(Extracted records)
------------------------------------

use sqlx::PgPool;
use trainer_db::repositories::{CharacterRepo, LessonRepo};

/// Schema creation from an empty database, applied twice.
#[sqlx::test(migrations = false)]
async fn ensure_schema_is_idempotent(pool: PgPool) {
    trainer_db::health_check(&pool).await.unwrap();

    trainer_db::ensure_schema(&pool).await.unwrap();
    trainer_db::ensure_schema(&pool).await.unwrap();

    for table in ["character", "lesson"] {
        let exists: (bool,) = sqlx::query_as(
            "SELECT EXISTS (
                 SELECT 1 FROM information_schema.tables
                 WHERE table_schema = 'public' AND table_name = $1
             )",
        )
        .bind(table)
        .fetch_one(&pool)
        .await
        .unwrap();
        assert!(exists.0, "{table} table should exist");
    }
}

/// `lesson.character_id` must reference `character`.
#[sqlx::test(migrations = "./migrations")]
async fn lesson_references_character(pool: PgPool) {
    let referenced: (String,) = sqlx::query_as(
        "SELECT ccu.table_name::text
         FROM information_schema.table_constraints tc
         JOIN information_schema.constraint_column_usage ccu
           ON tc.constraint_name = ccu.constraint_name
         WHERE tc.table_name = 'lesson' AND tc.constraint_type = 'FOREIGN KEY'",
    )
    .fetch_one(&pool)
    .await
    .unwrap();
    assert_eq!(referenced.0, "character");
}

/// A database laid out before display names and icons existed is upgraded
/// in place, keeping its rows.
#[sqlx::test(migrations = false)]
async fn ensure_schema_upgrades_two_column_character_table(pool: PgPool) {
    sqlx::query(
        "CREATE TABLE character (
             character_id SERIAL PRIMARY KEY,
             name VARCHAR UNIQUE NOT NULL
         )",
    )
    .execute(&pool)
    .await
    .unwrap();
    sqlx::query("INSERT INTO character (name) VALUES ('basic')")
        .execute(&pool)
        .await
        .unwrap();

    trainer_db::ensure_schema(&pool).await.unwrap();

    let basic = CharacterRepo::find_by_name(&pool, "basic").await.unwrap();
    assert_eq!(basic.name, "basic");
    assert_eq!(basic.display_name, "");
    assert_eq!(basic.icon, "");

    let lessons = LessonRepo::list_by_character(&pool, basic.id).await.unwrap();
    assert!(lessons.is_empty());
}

------------------------------------

Return all lines from the data above with "async" in them.

async fn ensure_schema_is_idempotent(pool: PgPool) {
async fn lesson_references_character(pool: PgPool) {
async fn ensure_schema_upgrades_two_column_character_table(pool: PgPool) {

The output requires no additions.